If a line below contains the word "limits", count it; give only the total.

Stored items
▬▬▬▬▬▬▬▬▬▬

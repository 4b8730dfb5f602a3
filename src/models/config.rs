//! Bot configuration model: strategy variants, shared risk limits, mode.
//!
//! Strategy parameters live in a tagged sum type so a configuration can
//! never carry two populated parameter blocks at once; the strategy type
//! is derived from the populated variant rather than stored alongside it.

use std::fmt;
use std::str::FromStr;

use rust_decimal::Decimal;
use rust_decimal_macros::dec;
use serde::{Deserialize, Serialize};
use thiserror::Error;

/// Whether the bot trades on its own or only records manual activity.
#[derive(Debug, Clone, Copy, PartialEq, Eq, Serialize, Deserialize)]
#[serde(rename_all = "lowercase")]
pub enum BotMode {
    Automated,
    Manual,
}

/// Strategy discriminator. Each variant has exactly one parameter shape.
#[derive(Debug, Clone, Copy, PartialEq, Eq, Hash, Serialize, Deserialize)]
#[serde(rename_all = "camelCase")]
pub enum StrategyType {
    Grid,
    MacdRsi,
    EmaScalping,
}

impl StrategyType {
    pub fn as_str(&self) -> &'static str {
        match self {
            StrategyType::Grid => "grid",
            StrategyType::MacdRsi => "macdRsi",
            StrategyType::EmaScalping => "emaScalping",
        }
    }

    /// Human-readable name for listings.
    pub fn display_name(&self) -> &'static str {
        match self {
            StrategyType::Grid => "Grid Trading Bot",
            StrategyType::MacdRsi => "MACD + RSI Bot",
            StrategyType::EmaScalping => "EMA Scalping Bot",
        }
    }

    /// Grid bots trade spot; the indicator strategies trade futures.
    pub fn market_kind(&self) -> &'static str {
        match self {
            StrategyType::Grid => "Spot",
            StrategyType::MacdRsi | StrategyType::EmaScalping => "Futures",
        }
    }
}

impl fmt::Display for StrategyType {
    fn fmt(&self, f: &mut fmt::Formatter<'_>) -> fmt::Result {
        f.write_str(self.as_str())
    }
}

impl FromStr for StrategyType {
    type Err = String;

    fn from_str(s: &str) -> Result<Self, Self::Err> {
        match s {
            "grid" => Ok(StrategyType::Grid),
            "macd-rsi" | "macdRsi" => Ok(StrategyType::MacdRsi),
            "ema-scalping" | "emaScalping" => Ok(StrategyType::EmaScalping),
            other => Err(format!(
                "unknown strategy '{other}' (expected grid, macd-rsi or ema-scalping)"
            )),
        }
    }
}

/// Candlestick timeframe the MACD+RSI strategy evaluates on.
#[derive(Debug, Clone, Copy, PartialEq, Eq, Serialize, Deserialize)]
pub enum Timeframe {
    #[serde(rename = "1m")]
    M1,
    #[serde(rename = "5m")]
    M5,
    #[serde(rename = "15m")]
    M15,
    #[serde(rename = "1h")]
    H1,
    #[serde(rename = "4h")]
    H4,
}

impl Timeframe {
    pub fn as_str(&self) -> &'static str {
        match self {
            Timeframe::M1 => "1m",
            Timeframe::M5 => "5m",
            Timeframe::M15 => "15m",
            Timeframe::H1 => "1h",
            Timeframe::H4 => "4h",
        }
    }
}

/// Risk limits shared by every strategy.
///
/// Take-profit and stop-loss are independent percentages; nothing forces
/// one above the other.
#[derive(Debug, Clone, PartialEq, Serialize, Deserialize)]
#[serde(rename_all = "camelCase")]
pub struct RiskManagement {
    /// Largest position the bot may hold, in quote currency
    pub max_position_size: Decimal,

    /// Close winners at this gain percentage
    pub take_profit_percent: Decimal,

    /// Close losers at this loss percentage
    pub stop_loss_percent: Decimal,

    /// Same-day loss cap in quote currency
    pub daily_loss_limit: Decimal,
}

impl Default for RiskManagement {
    fn default() -> Self {
        Self {
            max_position_size: dec!(1000),
            take_profit_percent: dec!(5),
            stop_loss_percent: dec!(2),
            daily_loss_limit: dec!(1000),
        }
    }
}

/// Grid strategy parameters: evenly spaced levels between two price bounds.
#[derive(Debug, Clone, PartialEq, Serialize, Deserialize)]
#[serde(rename_all = "camelCase")]
pub struct GridParams {
    pub lower_bound: Decimal,
    pub upper_bound: Decimal,
    pub grid_levels: u32,
    pub investment_per_grid: Decimal,
}

impl GridParams {
    /// Reject inverted bounds and empty grids. Runs on every replacement
    /// and on wire decoding; out-of-range values are never clamped.
    pub fn validate(&self) -> Result<(), ConfigError> {
        if self.grid_levels == 0 {
            return Err(ConfigError::ZeroGridLevels);
        }
        if self.lower_bound >= self.upper_bound {
            return Err(ConfigError::BoundsOutOfOrder {
                lower: self.lower_bound,
                upper: self.upper_bound,
            });
        }
        Ok(())
    }

    /// Price distance between adjacent grid levels.
    pub fn price_step(&self) -> Decimal {
        if self.grid_levels == 0 {
            return Decimal::ZERO;
        }
        (self.upper_bound - self.lower_bound) / Decimal::from(self.grid_levels)
    }

    /// Capital committed if every level fills.
    pub fn total_investment(&self) -> Decimal {
        self.investment_per_grid * Decimal::from(self.grid_levels)
    }
}

impl Default for GridParams {
    fn default() -> Self {
        Self {
            lower_bound: dec!(40000),
            upper_bound: dec!(50000),
            grid_levels: 10,
            investment_per_grid: dec!(100),
        }
    }
}

/// MACD+RSI strategy parameters.
#[derive(Debug, Clone, PartialEq, Serialize, Deserialize)]
#[serde(rename_all = "camelCase")]
pub struct MacdRsiParams {
    pub timeframe: Timeframe,
    pub leverage: u32,
    pub position_size: Decimal,
}

impl MacdRsiParams {
    /// Notional exposure after leverage.
    pub fn effective_position(&self) -> Decimal {
        self.position_size * Decimal::from(self.leverage)
    }
}

impl Default for MacdRsiParams {
    fn default() -> Self {
        Self {
            timeframe: Timeframe::H1,
            leverage: 5,
            position_size: dec!(100),
        }
    }
}

/// EMA scalping parameters. The 9/21 crossover periods are fixed; only the
/// exit thresholds are tunable.
#[derive(Debug, Clone, PartialEq, Serialize, Deserialize)]
#[serde(rename_all = "camelCase")]
pub struct EmaScalpingParams {
    pub ema9_period: u32,
    pub ema21_period: u32,
    pub stop_loss_percent: Decimal,
    pub take_profit_percent: Decimal,
}

impl Default for EmaScalpingParams {
    fn default() -> Self {
        Self {
            ema9_period: 9,
            ema21_period: 21,
            stop_loss_percent: dec!(1),
            take_profit_percent: dec!(1.5),
        }
    }
}

/// Strategy-specific parameter block, exactly one per configuration.
#[derive(Debug, Clone, PartialEq, Serialize, Deserialize)]
#[serde(tag = "strategyType", content = "params", rename_all = "camelCase")]
pub enum StrategyParams {
    Grid(GridParams),
    MacdRsi(MacdRsiParams),
    EmaScalping(EmaScalpingParams),
}

impl StrategyParams {
    pub fn strategy_type(&self) -> StrategyType {
        match self {
            StrategyParams::Grid(_) => StrategyType::Grid,
            StrategyParams::MacdRsi(_) => StrategyType::MacdRsi,
            StrategyParams::EmaScalping(_) => StrategyType::EmaScalping,
        }
    }

    fn validate(&self) -> Result<(), ConfigError> {
        match self {
            StrategyParams::Grid(params) => params.validate(),
            StrategyParams::MacdRsi(_) | StrategyParams::EmaScalping(_) => Ok(()),
        }
    }

    fn default_for(strategy: StrategyType) -> Self {
        match strategy {
            StrategyType::Grid => StrategyParams::Grid(GridParams::default()),
            StrategyType::MacdRsi => StrategyParams::MacdRsi(MacdRsiParams::default()),
            StrategyType::EmaScalping => {
                StrategyParams::EmaScalping(EmaScalpingParams::default())
            }
        }
    }
}

/// Configuration update failures.
#[derive(Debug, Clone, PartialEq, Error)]
pub enum ConfigError {
    /// The replacement block's shape does not match the configuration's
    /// strategy. A caller bug, not a user input problem.
    #[error("parameter block does not match the configuration's strategy type")]
    InvalidVariant,

    #[error("grid lower bound {lower} must be below upper bound {upper}")]
    BoundsOutOfOrder { lower: Decimal, upper: Decimal },

    #[error("grid level count must be positive")]
    ZeroGridLevels,
}

/// One persisted trading-bot configuration.
#[derive(Debug, Clone, PartialEq, Serialize, Deserialize)]
#[serde(rename_all = "camelCase")]
pub struct BotConfig {
    pub mode: BotMode,

    pub risk_management: RiskManagement,

    #[serde(flatten)]
    pub params: StrategyParams,
}

impl BotConfig {
    /// Default configuration for a strategy. New bots start in manual mode
    /// so they never trade before the user has reviewed their settings.
    pub fn default_for(strategy: StrategyType) -> Self {
        Self {
            mode: BotMode::Manual,
            risk_management: RiskManagement::default(),
            params: StrategyParams::default_for(strategy),
        }
    }

    pub fn strategy_type(&self) -> StrategyType {
        self.params.strategy_type()
    }

    pub fn is_automated(&self) -> bool {
        self.mode == BotMode::Automated
    }

    /// Flip between automated and manual. Involutive.
    pub fn toggle_mode(&self) -> Self {
        let mode = match self.mode {
            BotMode::Automated => BotMode::Manual,
            BotMode::Manual => BotMode::Automated,
        };
        Self {
            mode,
            ..self.clone()
        }
    }

    /// Replace the whole parameter block. The block must match this
    /// configuration's strategy; grid replacements are also range-checked.
    pub fn replace_params(&self, params: StrategyParams) -> Result<Self, ConfigError> {
        if params.strategy_type() != self.strategy_type() {
            return Err(ConfigError::InvalidVariant);
        }
        params.validate()?;

        Ok(Self {
            params,
            ..self.clone()
        })
    }

    /// Replace the risk block as a whole; individual fields are never
    /// patched in place.
    pub fn replace_risk(&self, risk_management: RiskManagement) -> Self {
        Self {
            risk_management,
            ..self.clone()
        }
    }
}

#[cfg(test)]
mod tests {
    use super::*;

    #[test]
    fn test_default_shapes() {
        let grid = BotConfig::default_for(StrategyType::Grid);
        assert_eq!(grid.strategy_type(), StrategyType::Grid);
        assert!(!grid.is_automated());
        match &grid.params {
            StrategyParams::Grid(p) => {
                assert_eq!(p.lower_bound, dec!(40000));
                assert_eq!(p.upper_bound, dec!(50000));
                assert_eq!(p.grid_levels, 10);
            }
            other => panic!("unexpected params: {other:?}"),
        }

        let macd = BotConfig::default_for(StrategyType::MacdRsi);
        match &macd.params {
            StrategyParams::MacdRsi(p) => {
                assert_eq!(p.timeframe, Timeframe::H1);
                assert_eq!(p.leverage, 5);
            }
            other => panic!("unexpected params: {other:?}"),
        }

        let ema = BotConfig::default_for(StrategyType::EmaScalping);
        match &ema.params {
            StrategyParams::EmaScalping(p) => {
                assert_eq!(p.ema9_period, 9);
                assert_eq!(p.ema21_period, 21);
            }
            other => panic!("unexpected params: {other:?}"),
        }
    }

    #[test]
    fn test_toggle_mode_is_involutive() {
        let config = BotConfig::default_for(StrategyType::Grid);
        assert_eq!(config.toggle_mode().toggle_mode(), config);

        let toggled = config.toggle_mode();
        assert!(toggled.is_automated());
        assert_eq!(toggled.strategy_type(), StrategyType::Grid);
    }

    #[test]
    fn test_replace_params_matching_variant() {
        let config = BotConfig::default_for(StrategyType::Grid);
        let updated = config
            .replace_params(StrategyParams::Grid(GridParams {
                lower_bound: dec!(30000),
                upper_bound: dec!(60000),
                grid_levels: 20,
                investment_per_grid: dec!(50),
            }))
            .unwrap();

        match &updated.params {
            StrategyParams::Grid(p) => assert_eq!(p.grid_levels, 20),
            other => panic!("unexpected params: {other:?}"),
        }
        // Risk block and mode survive the replacement untouched.
        assert_eq!(updated.risk_management, config.risk_management);
        assert_eq!(updated.mode, config.mode);
    }

    #[test]
    fn test_replace_params_wrong_variant() {
        let config = BotConfig::default_for(StrategyType::Grid);
        let err = config
            .replace_params(StrategyParams::MacdRsi(MacdRsiParams::default()))
            .unwrap_err();
        assert_eq!(err, ConfigError::InvalidVariant);
    }

    #[test]
    fn test_grid_bounds_must_be_ordered() {
        let config = BotConfig::default_for(StrategyType::Grid);
        let err = config
            .replace_params(StrategyParams::Grid(GridParams {
                lower_bound: dec!(50000),
                upper_bound: dec!(40000),
                grid_levels: 10,
                investment_per_grid: dec!(100),
            }))
            .unwrap_err();
        assert_eq!(
            err,
            ConfigError::BoundsOutOfOrder {
                lower: dec!(50000),
                upper: dec!(40000),
            }
        );

        let err = GridParams {
            grid_levels: 0,
            ..GridParams::default()
        }
        .validate()
        .unwrap_err();
        assert_eq!(err, ConfigError::ZeroGridLevels);
    }

    #[test]
    fn test_grid_price_step() {
        let params = GridParams::default();
        assert_eq!(params.price_step(), dec!(1000));
        assert_eq!(params.total_investment(), dec!(1000));
    }

    #[test]
    fn test_replace_risk_keeps_params() {
        let config = BotConfig::default_for(StrategyType::EmaScalping);
        let updated = config.replace_risk(RiskManagement {
            daily_loss_limit: dec!(250),
            ..RiskManagement::default()
        });
        assert_eq!(updated.risk_management.daily_loss_limit, dec!(250));
        assert_eq!(updated.params, config.params);
    }

    #[test]
    fn test_strategy_type_round_trip() {
        for strategy in [
            StrategyType::Grid,
            StrategyType::MacdRsi,
            StrategyType::EmaScalping,
        ] {
            assert_eq!(strategy.as_str().parse::<StrategyType>(), Ok(strategy));
        }
        assert!("martingale".parse::<StrategyType>().is_err());
    }
}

▬▬▬▬▬▬▬▬▬▬

RESULT FOR THIS EXERCISE
2